I wonder what is your favourite Christmas song. White Christmas, perhaps. Little Drummer Boy. Mary’s Boy Child. Maybe Merry Christmas Everybody. Or I wish it could be Christmas every
day. Or Lonely this Christmas. Perhaps you also have a favourite Christmas
Carol. One of my Christmas song memories
comes from the three years my wife and I lived in the Republic of Panama, when
the temperature never dropped below 23 degrees day or night all year round, but
we still found that one of the most commonly played songs in the shops was –
I’m dreaming of a white Christmas. Quite
a dream in that oppressively hot climate.
I guess my favourite Christmas song has to be the one sung by the
angels and written down for us by Luke in his Gospel – Glory to God in the highest
heaven, and on earth peace among those whom he favours.

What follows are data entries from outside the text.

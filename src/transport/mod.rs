//! Transport contract and concrete transports.
//!
//! A transport is the sole wire-format seam: it turns an [`Envelope`] into a
//! lazy sequence of response items. Transport-level failures never surface
//! out-of-band - they become a single error item with an honest `retryable`
//! flag.

mod http;
mod inproc;
mod mock;
mod ws;
mod ws_server;

pub use http::{
    default_url_strategy, default_verb_strategy, HttpTransport, UrlStrategy, VerbStrategy,
};
pub use inproc::InProcTransport;
pub use mock::MockTransport;
pub use ws::{StreamFlag, WireKind, WireMessage, WsConfig, WsState, WsTransport};
pub use ws_server::WsServerTransport;

use crate::error::{RpcError, RpcResult};
use crate::message::{Envelope, ResponseItem};
use crate::streaming::ItemStream;
use async_trait::async_trait;

/// Abstract request/response or streaming transport.
#[async_trait]
pub trait Transport: Send + Sync {
    /// Stable identifier.
    fn name(&self) -> &str;

    /// Produce the response sequence for one envelope. Must yield at least
    /// one item for a successful unary call; every item echoes the
    /// envelope's id.
    async fn send(&self, envelope: Envelope) -> ItemStream;

    /// Idempotent release of all resources. Outstanding correlated requests
    /// are rejected with a terminal error; subsequent sends fail.
    async fn close(&self) -> RpcResult<()>;
}

pub(crate) fn aborted_item(envelope: &Envelope) -> ResponseItem {
    ResponseItem::error(
        envelope.id.clone(),
        RpcError::aborted("request cancelled"),
    )
}

pub(crate) fn closed_item(envelope: &Envelope, transport: &str) -> ResponseItem {
    ResponseItem::error(
        envelope.id.clone(),
        RpcError::execution(format!("transport '{}' is closed", transport)),
    )
}
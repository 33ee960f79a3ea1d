//! Token-bucket rate limiting.
//!
//! `max_requests` tokens refill linearly over `window`; each call takes one.
//! `Reject` fails immediately with `RATE_LIMIT`; `Queue` admits up to
//! `max_queue_size` waiters served in arrival order.

use super::{from_fn, Middleware};
use crate::error::RpcError;
use crate::message::ResponseItem;
use crate::streaming;
use std::sync::atomic::{AtomicUsize, Ordering};
use std::sync::Arc;
use std::time::{Duration, Instant};

#[derive(Debug, Clone)]
pub enum RateLimitStrategy {
    Reject,
    Queue { max_queue_size: usize },
}

#[derive(Debug, Clone)]
pub struct RateLimitConfig {
    pub max_requests: u32,
    pub window: Duration,
    pub strategy: RateLimitStrategy,
}

impl RateLimitConfig {
    pub fn new(max_requests: u32, window: Duration) -> Self {
        Self {
            max_requests,
            window,
            strategy: RateLimitStrategy::Reject,
        }
    }

    pub fn queued(mut self, max_queue_size: usize) -> Self {
        self.strategy = RateLimitStrategy::Queue { max_queue_size };
        self
    }
}

struct Bucket {
    tokens: f64,
    last_refill: Instant,
}

pub struct RateLimiter {
    config: RateLimitConfig,
    // The tokio mutex doubles as the FIFO waiter queue: a queued acquirer
    // holds it while sleeping out its deficit, so arrival order is served.
    bucket: tokio::sync::Mutex<Bucket>,
    queued: AtomicUsize,
}

impl RateLimiter {
    pub fn new(config: RateLimitConfig) -> Self {
        let tokens = f64::from(config.max_requests);
        Self {
            config,
            bucket: tokio::sync::Mutex::new(Bucket {
                tokens,
                last_refill: Instant::now(),
            }),
            queued: AtomicUsize::new(0),
        }
    }

    fn refill(&self, bucket: &mut Bucket) {
        let rate = f64::from(self.config.max_requests) / self.config.window.as_secs_f64();
        let elapsed = bucket.last_refill.elapsed().as_secs_f64();
        bucket.tokens = (bucket.tokens + elapsed * rate).min(f64::from(self.config.max_requests));
        bucket.last_refill = Instant::now();
    }

    pub async fn acquire(&self) -> Result<(), RpcError> {
        match self.config.strategy {
            RateLimitStrategy::Reject => {
                let mut bucket = self.bucket.lock().await;
                self.refill(&mut bucket);
                if bucket.tokens >= 1.0 {
                    bucket.tokens -= 1.0;
                    Ok(())
                } else {
                    Err(RpcError::rate_limit("rate limit exceeded"))
                }
            }
            RateLimitStrategy::Queue { max_queue_size } => {
                if self.queued.fetch_add(1, Ordering::SeqCst) >= max_queue_size {
                    self.queued.fetch_sub(1, Ordering::SeqCst);
                    return Err(RpcError::rate_limit("rate limit queue is full"));
                }
                let _guard = QueueGuard(&self.queued);

                let mut bucket = self.bucket.lock().await;
                self.refill(&mut bucket);
                if bucket.tokens < 1.0 {
                    let rate =
                        f64::from(self.config.max_requests) / self.config.window.as_secs_f64();
                    let deficit = 1.0 - bucket.tokens;
                    tokio::time::sleep(Duration::from_secs_f64(deficit / rate)).await;
                    self.refill(&mut bucket);
                }
                bucket.tokens = (bucket.tokens - 1.0).max(0.0);
                Ok(())
            }
        }
    }
}

struct QueueGuard<'a>(&'a AtomicUsize);

impl Drop for QueueGuard<'_> {
    fn drop(&mut self) {
        self.0.fetch_sub(1, Ordering::SeqCst);
    }
}

/// Rate-limit middleware with its own bucket.
pub fn rate_limit_middleware(config: RateLimitConfig) -> Middleware {
    rate_limit_with(Arc::new(RateLimiter::new(config)))
}

/// Rate-limit middleware around a shared limiter.
pub fn rate_limit_with(limiter: Arc<RateLimiter>) -> Middleware {
    from_fn(move |ctx, next| {
        let limiter = limiter.clone();
        async move {
            match limiter.acquire().await {
                Ok(()) => next(ctx).await,
                Err(error) => {
                    tracing::debug!(method = %ctx.envelope.method, "rate limited");
                    streaming::single(ResponseItem::error(ctx.envelope.id.clone(), error))
                }
            }
        }
    })
}
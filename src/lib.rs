//! # rpc-fabric
//!
//! A protocol-agnostic RPC fabric: a client/server pair plus a procedure
//! registry that let application code invoke typed remote or in-process
//! procedures through composable middleware, over swappable transports,
//! with batch routing of nested call trees.
//!
//! ## Architecture
//!
//! ```text
//! ┌──────────────────────────────────────────────────────────────┐
//! │                          Client                              │
//! │  call / stream ──▶ context merge ──▶ middleware chain        │
//! │                                          │                   │
//! │            retry · timeout · cache · breaker · rate limit    │
//! └──────────────────────────────┬───────────────────────────────┘
//!                                │ Envelope
//!                                ▼
//! ┌──────────────────────────────────────────────────────────────┐
//! │                        Transport                             │
//! │     websocket (reconnect + heartbeat + correlation)          │
//! │     http · in-process · mock                                 │
//! └──────────────────────────────┬───────────────────────────────┘
//!                                │ ResponseItem*
//!                                ▼
//! ┌──────────────────────────────────────────────────────────────┐
//! │                          Server                              │
//! │  matcher registry ──▶ middleware ──▶ handler / procedure     │
//! │                                          │                   │
//! │               registry ◀── batch executor (all/race/stream)  │
//! └──────────────────────────────────────────────────────────────┘
//! ```
//!
//! ## Quick start
//!
//! ```rust,ignore
//! use rpc_fabric::prelude::*;
//!
//! let server = Server::builder()
//!     .mount(
//!         Procedure::builder("users.get")
//!             .input_typed::<GetUserInput>()
//!             .handler_typed(|input: GetUserInput, _ctx| async move {
//!                 Ok(User { id: input.id, name: "A".into() })
//!             })
//!             .build()?,
//!     )?
//!     .build()?;
//!
//! let client = Client::builder()
//!     .transport(Arc::new(InProcTransport::new(&server)))
//!     .middleware(retry_middleware(RetryConfig::default()))
//!     .middleware(timeout_middleware(Duration::from_secs(5)))
//!     .build()?;
//!
//! let user = client
//!     .call(Method::new("users", "get"), json!({ "id": "1" }), CallOptions::new())
//!     .await?;
//! ```
//!
//! ## Batch routing
//!
//! ```rust,ignore
//! let executor = BatchExecutor::new(server.registry());
//! let output = executor
//!     .route(
//!         &json!({
//!             "users": { "get": { "id": "1" } },
//!             "orders": { "list": { "userId": "1" } },
//!         }),
//!         &BatchOptions::new(BatchStrategy::All),
//!     )
//!     .await?;
//! assert!(output.tree["users"]["get"]["success"].as_bool().unwrap());
//! ```
//!
//! ## Module structure
//!
//! - [`client`] - client state, context hierarchy, call/stream
//! - [`server`] - matcher registry, dispatch, transport lifecycle
//! - [`registry`] - procedures, path-keyed store, events, tree view
//! - [`route`] / [`batch`] - route resolution and fan-out strategies
//! - [`middleware`] - the onion composer and reference middlewares
//! - [`transport`] - transport contract, WebSocket/HTTP/in-process/mock
//! - [`message`] / [`error`] - envelopes, status model, error taxonomy

pub mod batch;
pub mod cancel;
pub mod client;
pub mod config;
pub mod error;
pub mod message;
pub mod middleware;
pub mod registry;
pub mod route;
pub mod server;
pub mod streaming;
pub mod transport;
pub mod validation;

#[cfg(test)]
mod tests;

// Public API
pub use batch::{
    BatchExecutor, BatchOptions, BatchOutcome, BatchStrategy, RouteOutcome, RouteOutput,
    StreamConfig,
};
pub use cancel::{linked, CancellationSignal, SignalLink};
pub use client::{CallOptions, Client, ClientBuilder, MethodSchemas, SchemaMap};
pub use config::{ConfigValidationError, FabricConfig};
pub use error::{code, ErrorCode, RpcError, RpcResult};
pub use message::{deep_merge, merge_metadata, Envelope, Metadata, Method, ResponseItem, Status};
pub use middleware::{
    auth_middleware, bearer_auth_middleware, cache_middleware, circuit_breaker_middleware,
    circuit_breaker_with, compose, from_fn, identity, rate_limit_middleware, rate_limit_with,
    retry_middleware, runner_fn, timeout_middleware, tracing_middleware, validation_middleware,
    CacheConfig, CallContext, CircuitBreaker, CircuitBreakerConfig, CircuitState, Middleware,
    RateLimitConfig, RateLimitStrategy, RateLimiter, RetryConfig, Runner,
};
pub use registry::{
    validate_path, ProcContext, Procedure, ProcedureBuilder, ProcedureHandler, ProcedureMetadata,
    ProcedurePath, ProcedureRegistry, ProcedureReply, ProcedureTreeNode, RegisterOptions,
    RegistryClient, RegistryEvent, ValueStream,
};
pub use route::{
    build_response_tree, resolve, OutputConfig, ProcedureCallResult, Resolution, ResolveOptions,
    ResolvedRoute, RouteError, RouteErrorKind,
};
pub use server::{Dispatcher, MethodMatcher, SegmentMatcher, Server, ServerBuilder, ServerTransport};
pub use streaming::ItemStream;
pub use transport::{
    HttpTransport, InProcTransport, MockTransport, Transport, WireKind, WireMessage, WsConfig,
    WsServerTransport, WsState, WsTransport,
};
pub use validation::{
    FieldError, Validate, ValidationFailure, ValidationResult, Validator,
};

/// Prelude for convenient imports
pub mod prelude {
    pub use crate::{
        // Batch
        BatchExecutor,
        BatchOptions,
        BatchStrategy,
        // Client
        CallOptions,
        CancellationSignal,
        Client,
        Envelope,
        // Errors
        ErrorCode,
        FabricConfig,
        // Transports
        HttpTransport,
        InProcTransport,
        // Messages
        Metadata,
        Method,
        MethodMatcher,
        MockTransport,
        // Registry
        ProcContext,
        Procedure,
        ProcedurePath,
        ProcedureRegistry,
        ResponseItem,
        RpcError,
        RpcResult,
        SegmentMatcher,
        // Server
        Server,
        Status,
        Transport,
        // Validation
        Validate,
        ValidationResult,
        Validator,
        WsConfig,
        WsServerTransport,
        WsTransport,
        // Middlewares
        cache_middleware,
        circuit_breaker_middleware,
        rate_limit_middleware,
        retry_middleware,
        timeout_middleware,
        tracing_middleware,
        validation_middleware,
        CacheConfig,
        CircuitBreakerConfig,
        RateLimitConfig,
        RetryConfig,
    };
    pub use serde_json::json;
    pub use std::sync::Arc;
}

This was surely the X-factor winner of its day, and the shepherds, out
in the fields, must have been completely bowled over by this fantastic and
unexpected choir. It certainly had
an impact on them. They abandoned their
sheep for the moment and went rushing off to Bethlehem to visit this special
new baby.
Mind you, I do sometimes wonder how welcome they were. You’re stuck in the stable because it is the
only space anybody can find for you to stay.
You’ve just had a baby. And a
bunch of smelly shepherds arrive at the door.

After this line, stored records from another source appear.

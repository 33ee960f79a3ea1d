//! Middleware composition engine.
//!
//! A [`Runner`] turns a [`CallContext`] into a lazy sequence of response
//! items; a [`Middleware`] wraps the next runner. Composition follows the
//! onion model: the first middleware in the chain is outermost and sees the
//! request first and the response last. One engine drives both unary and
//! streaming flows, on the client and on the server.
//!
//! A middleware may call its next runner exactly once (transform), several
//! times (retry), never (short-circuit: cache hit, open circuit, rate-limit
//! reject), or under a deadline (timeout).

mod auth;
mod cache;
mod circuit_breaker;
mod rate_limit;
mod retry;
mod timeout;
mod trace;
mod validate;

pub use auth::{auth_middleware, bearer_auth_middleware};
pub use cache::{cache_middleware, canonical_json, CacheConfig};
pub use circuit_breaker::{
    circuit_breaker_middleware, circuit_breaker_with, CircuitBreaker, CircuitBreakerConfig,
    CircuitState,
};
pub use rate_limit::{
    rate_limit_middleware, rate_limit_with, RateLimitConfig, RateLimitStrategy, RateLimiter,
};
pub use retry::{retry_middleware, RetryConfig};
pub use timeout::timeout_middleware;
pub use trace::tracing_middleware;
pub use validate::validation_middleware;

use crate::message::{Envelope, Metadata};
use crate::streaming::ItemStream;
use futures::future::BoxFuture;
use serde_json::Value;
use std::future::Future;
use std::sync::{Arc, Mutex, PoisonError};

/// Per-call execution context threaded through a middleware chain.
///
/// The envelope is immutable; middleware that alters it derives a copy via
/// [`CallContext::with_envelope`]. `state` is shared by every stage of the
/// chain (server handlers use it as scratch space).
#[derive(Clone)]
pub struct CallContext {
    pub envelope: Envelope,
    state: Arc<Mutex<Metadata>>,
}

impl CallContext {
    pub fn new(envelope: Envelope) -> Self {
        Self {
            envelope,
            state: Arc::new(Mutex::new(Metadata::new())),
        }
    }

    /// Same shared state, different envelope.
    pub fn with_envelope(&self, envelope: Envelope) -> Self {
        Self {
            envelope,
            state: self.state.clone(),
        }
    }

    pub fn set_state(&self, key: impl Into<String>, value: Value) {
        self.state
            .lock()
            .unwrap_or_else(PoisonError::into_inner)
            .insert(key.into(), value);
    }

    pub fn state(&self, key: &str) -> Option<Value> {
        self.state
            .lock()
            .unwrap_or_else(PoisonError::into_inner)
            .get(key)
            .cloned()
    }
}

/// Terminal or composed call executor.
pub type Runner = Arc<dyn Fn(CallContext) -> BoxFuture<'static, ItemStream> + Send + Sync>;

/// Wraps the next runner, onion-style.
pub type Middleware =
    Arc<dyn Fn(CallContext, Runner) -> BoxFuture<'static, ItemStream> + Send + Sync>;

/// Build a runner from an async closure.
pub fn runner_fn<F, Fut>(f: F) -> Runner
where
    F: Fn(CallContext) -> Fut + Send + Sync + 'static,
    Fut: Future<Output = ItemStream> + Send + 'static,
{
    Arc::new(move |ctx| Box::pin(f(ctx)))
}

/// Build a middleware from an async closure.
pub fn from_fn<F, Fut>(f: F) -> Middleware
where
    F: Fn(CallContext, Runner) -> Fut + Send + Sync + 'static,
    Fut: Future<Output = ItemStream> + Send + 'static,
{
    Arc::new(move |ctx, next| Box::pin(f(ctx, next)))
}

/// A middleware that forwards the call unchanged.
pub fn identity() -> Middleware {
    from_fn(|ctx, next| async move { next(ctx).await })
}

/// Compose middlewares around a terminal runner.
///
/// `compose([m1, m2], r)` produces `m1(m2(r))`: `m1` is outermost.
/// Composition is associative - prepending `m0` to the chain equals wrapping
/// the composed runner in `m0` directly.
pub fn compose(middleware: &[Middleware], terminal: Runner) -> Runner {
    middleware.iter().rev().fold(terminal, |next, mw| {
        let mw = mw.clone();
        Arc::new(move |ctx: CallContext| {
            let mw = mw.clone();
            let next = next.clone();
            Box::pin(async move { mw(ctx, next).await })
        })
    })
}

Talk about unwanted Christmas visitors.
But the story brings home to us the message that what really matters
about Christmas is that the extraordinary God comes into our messy world in
such an ordinary way, born as a baby, an event that is always both ordinary and
amazing – and has it announced not to the powerful and influential of the day,
but to a bunch of very ordinary shepherds.
I know that sometimes it seems as though Christmas has got
over-commercialised and that there is a real risk of throwing out the baby with
the bathwater. I have even heard it
asked whether we really needed to have baby Jesus in a nativity play. And it is difficult, in these days, to see
how peace is being played out. We live
in times where people are too easily labelled in ways that they don’t
deserve. A horrific terrorist act
deserves all the condemnation it gets, but that should never include the
condemning of a whole faith the vast, vast majority of whose followers would be
equally condemnatory of the terrorism.
The events in other parts of the world have led, in recent weeks, to the
biggest migration that has been seen for a long time. That causes its problems and its issues. But, as has been often said, Jesus himself
became a refugee, fleeing to Egypt. Are
we ready and willing to rise to the challenge of welcoming the stranger in our
midst when God so calls us?
You see, it’s easy to sing or listen to nice Christmas songs, and I
invite you to enjoy doing so – but if we are not doing even the little we can
to bring about the peace and goodwill and justice of which most such songs
speak, even the secular ones, then we are missing out on the true challenge of
Christmas which is that God came to this world to love it – but that love
requires some changes. The Christmas
story is of God’s loving coming in to the world. That’s what we celebrate. That’s what we are called to reflect. That’s what can make a difference to the
world in which we live.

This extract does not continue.